Thailand uses these words in a specific way — and the difference changes your rent, your bills, your lease flexibility and even whether you could buy the place one day. Here's the plain-English breakdown so you rent the right type of home for how you actually live. Unbiased, never paid placement.
Rent a condo for amenities, location and the option to buy later; an apartment to save money on a long stay (watch the electricity rate); a serviced apartment for your first weeks or a work posting; a townhouse or house for family-sized space away from the train.
Editorial analysis compiled and periodically refreshed by BAANLYY’s research team — not a live data feed.
Analysis last reviewed 2026-07-06.
In Thailand these aren’t loose synonyms. A condominium is a building registered under the Condominium Act, where each unit is individually owned — so when you rent one, you’re dealing with a private owner. An apartment building is owned whole by one company and its units are only ever rented. That single legal difference ripples into everything: who you sign with, how consistent the management is, how your electricity is billed, and whether a foreigner could ever buy the unit. Get the type right and the rest of the search gets much easier.
| Condo | Apartment | Serviced apt | Townhouse / house | |
|---|---|---|---|---|
| Who owns it | Individual owners, sold unit by unit | One company owns the whole building | A management company / brand | Private owner or developer (land + building) |
| You sign with | The unit's owner or their agent | The building's single landlord/office | The operator / front desk | The owner or their agent |
| Typical lease | 12 months (6 mo common) | 12 months, sometimes flexible | Nightly / weekly / monthly | 12 months+ |
| Deposit norm | ≈2 months + 1 advance | ≈1–2 months + 1 advance | None (or 1 month) | ≈2 months + 1 advance |
| Utilities | Metered, government rate | Often a landlord markup on electric | Included in the rate | Metered, government rate |
| Furnishing | Usually fully furnished | Furnished, simpler | Fully furnished + serviced | Varies — confirm what's included |
| Amenities | Pool, gym, security, often co-working | Basic — sometimes a small pool/gym | Hotel-style + housekeeping | Yard/space; compound may have a pool |
| Management | Varies by owner; juristic person runs common areas | One consistent on-site team | Professional, hotel-grade | Owner-dependent |
| Best for | Most expats; amenities + location | Budget-minded long stays | Arrival, work trips, short term | Families, space, quieter living |
| Buy later (foreigners) | Freehold, 49% quota | Not sold — rent only | Rent only | Land can't be foreign-owned |
Indicative norms — individual buildings vary. Always view the actual unit and confirm terms in writing.
The most common choice for foreigners. Condos are typically newer, fully furnished, and come with resort-style amenities — pool, gym, 24-hour security, often a co-working lounge — clustered around the BTS and MRT. Because each unit has its own owner, quality and management vary unit to unit: one owner may be responsive and another absent, and the furniture is whatever they chose. Utilities are metered and billed at the government rate. Condos are also the only home type a foreigner can buy freehold later (within the building’s 49% foreign quota), so they suit anyone who might convert from renting to owning.
An apartment building is run by one landlord with one set of rules and one on-site office, which makes management consistent and rent often a little lower than a comparable condo. The trade-offs: amenities are usually simpler, and many apartments bill electricity at a marked-up rate (commonly 5–8 THB per unit versus the ~4 THB government rate) — with Bangkok air-con running constantly, that markup can quietly add a thousand baht or more a month. Always ask the electric rate before signing. Note you can rent an apartment but never buy the unit, since they aren’t sold individually.

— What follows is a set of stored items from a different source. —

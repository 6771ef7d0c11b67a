use std::collections::BTreeMap;
use std::sync::Arc;

use crate::ontology::{
    AssertedValue, ClassSchema, IndividualDto, Iri, PropertyAssertion, Resource,
};

use super::property_values::PropertyValueGroup;

/// Builds the ordered property groups of one individual.
///
/// Exactly one group is produced per schema property, empty when nothing is
/// asserted for it; values for properties outside the schema are ignored.
/// Groups are ordered required-empty, required-filled, optional-filled,
/// optional-empty, each bucket alphabetical by display name ignoring case.
/// Equal names keep schema order.
#[must_use]
pub fn build(schema: &ClassSchema, asserted: &[AssertedValue]) -> Vec<PropertyValueGroup> {
    let mut by_property: BTreeMap<&Iri, Vec<PropertyAssertion>> = BTreeMap::new();
    for value in asserted {
        by_property
            .entry(&value.property)
            .or_default()
            .push(value.value.clone());
    }

    let mut groups: Vec<PropertyValueGroup> = schema
        .properties()
        .iter()
        .map(|definition| {
            let values = by_property.remove(definition.uri()).unwrap_or_default();
            PropertyValueGroup::new(Arc::clone(definition), values)
        })
        .collect();

    groups.sort_by_cached_key(|group| (group.bucket(), group.display_name().to_lowercase()));
    groups
}

/// Render-ready view of one ontology individual.
#[derive(Clone, Debug, PartialEq)]
pub struct Individual {
    resource: Resource,
    class: Resource,
    groups: Vec<PropertyValueGroup>,
}

impl Individual {
    /// Builds the view from identity, class schema and asserted values.
    #[must_use]
    pub fn new(resource: Resource, schema: &ClassSchema, asserted: &[AssertedValue]) -> Self {
        Self {
            resource,
            class: schema.resource().clone(),
            groups: build(schema, asserted),
        }
    }

    #[must_use]
    pub fn from_dto(dto: &IndividualDto) -> Self {
        Self::new(dto.resource.clone(), &dto.owl_class, &dto.values)
    }

    #[must_use]
    pub fn info(&self) -> &Resource {
        &self.resource
    }

    #[must_use]
    pub fn class_info(&self) -> &Resource {
        &self.class
    }

    #[must_use]
    pub fn label(&self) -> &str {
        &self.resource.display_name
    }

    /// Stable key distinguishing individuals in rendered lists.
    #[must_use]
    pub fn key(&self) -> String {
        format!("ind_{}", self.resource.uri)
    }

    /// Property groups in display order.
    #[must_use]
    pub fn property_values(&self) -> &[PropertyValueGroup] {
        &self.groups
    }

    /// Looks up the group of one property.
    #[must_use]
    pub fn property(&self, uri: &Iri) -> Option<&PropertyValueGroup> {
        self.groups
            .iter()
            .find(|group| group.definition().uri() == uri)
    }

    /// Missing mandatory properties; these always lead the display order.
    pub fn missing_required(&self) -> impl Iterator<Item = &PropertyValueGroup> {
        self.groups
            .iter()
            .take_while(|group| group.is_required() && group.is_empty())
    }
}

#[cfg(test)]
mod tests {
    use super::*;
    use crate::ontology::{PropertyDefinition, PropertyKind};

    fn iri(local: &str) -> Iri {
        Iri::new(format!("https://example.org/{local}")).expect("valid iri")
    }

    fn schema(properties: Vec<PropertyDefinition>) -> ClassSchema {
        ClassSchema::from_definitions(Resource::new(iri("Station"), "Station"), properties)
            .expect("schema")
    }

    fn names(groups: &[PropertyValueGroup]) -> Vec<&str> {
        groups.iter().map(PropertyValueGroup::display_name).collect()
    }

    #[test]
    fn orders_by_bucket_then_name() {
        let schema = schema(vec![
            PropertyDefinition::new(iri("e"), "echo", PropertyKind::Data),
            PropertyDefinition::new(iri("d"), "Delta", PropertyKind::Data).required(),
            PropertyDefinition::new(iri("c"), "charlie", PropertyKind::Data),
            PropertyDefinition::new(iri("b"), "Bravo", PropertyKind::Data).required(),
            PropertyDefinition::new(iri("a"), "alpha", PropertyKind::Object).required(),
            PropertyDefinition::new(iri("f"), "Foxtrot", PropertyKind::Object),
        ]);
        let values = vec![
            AssertedValue::literal(iri("d"), "filled"),
            AssertedValue::literal(iri("c"), "filled"),
            AssertedValue::individual(iri("f"), iri("someone")),
        ];

        let groups = build(&schema, &values);
        assert_eq!(
            names(&groups),
            vec!["alpha", "Bravo", "Delta", "charlie", "Foxtrot", "echo"]
        );
    }

    #[test]
    fn equal_names_keep_schema_order() {
        let schema = schema(vec![
            PropertyDefinition::new(iri("first"), "Name", PropertyKind::Data),
            PropertyDefinition::new(iri("second"), "name", PropertyKind::Data),
        ]);
        let groups = build(&schema, &[]);
        assert_eq!(groups[0].definition().uri(), &iri("first"));
        assert_eq!(groups[1].definition().uri(), &iri("second"));
    }

    #[test]
    fn values_outside_schema_are_ignored() {
        let schema = schema(vec![PropertyDefinition::new(
            iri("a"),
            "A",
            PropertyKind::Data,
        )]);
        let groups = build(
            &schema,
            &[
                AssertedValue::literal(iri("zzz"), "stray"),
                AssertedValue::literal(iri("a"), "one"),
                AssertedValue::literal(iri("a"), "two"),
            ],
        );
        assert_eq!(groups.len(), 1);
        assert_eq!(
            groups[0].values(),
            &[
                PropertyAssertion::Literal("one".into()),
                PropertyAssertion::Literal("two".into())
            ]
        );
    }

    #[test]
    fn individual_exposes_identity() {
        let schema = schema(vec![
            PropertyDefinition::new(iri("name"), "Name", PropertyKind::Data).required(),
            PropertyDefinition::new(iri("note"), "Note", PropertyKind::Data),
        ]);
        let dto = IndividualDto {
            resource: Resource::new(iri("HTM"), "Hyltemossa"),
            owl_class: schema,
            values: vec![AssertedValue::literal(iri("note"), "tall tower")],
        };
        let individual = Individual::from_dto(&dto);
        assert_eq!(individual.label(), "Hyltemossa");
        assert_eq!(individual.key(), "ind_https://example.org/HTM");
        assert_eq!(individual.class_info().uri, iri("Station"));
        let missing: Vec<_> = individual
            .missing_required()
            .map(PropertyValueGroup::display_name)
            .collect();
        assert_eq!(missing, vec!["Name"]);
        assert!(individual.property(&iri("note")).is_some_and(|group| !group.is_empty()));
    }
}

Serviced apartments work like a long-stay hotel: housekeeping, linen, usually all utilities and Wi-Fi, and a reception desk are folded into one monthly rate, with flexible terms and no two-month deposit. That makes them the cleanest option for your first weeks in the country, a corporate posting, or while you view yearly places — see our temporary housing guide. The convenience premium means they’re rarely the cheapest way to live for a full year, but for short and medium stays they remove all the move-in friction.
Landed homes — townhouses in a row, detached single houses (baan), and villas — give you the most space, private outdoor area, and room for a family or pets. They sit in residential compounds (moobaan), which usually means quieter streets and a shared pool or gym, but also more distance from the train and a real need for a car or motorbike. Furnishing ranges from fully kitted to bare, so confirm exactly what’s included. Foreigners rent these freely; only buying the land is restricted. Families weighing this should also read our international schools guide, since school location often decides the neighbourhood.
Now that you know the type you want, browse areas and residences across Bangkok and beyond.
General information only — not legal advice, and rules, rates and norms change. Confirm utility billing, deposit terms, foreign-ownership rules and your specific lease in writing, and consult a qualified Thai professional where it matters. BAANLYY never takes paid placement.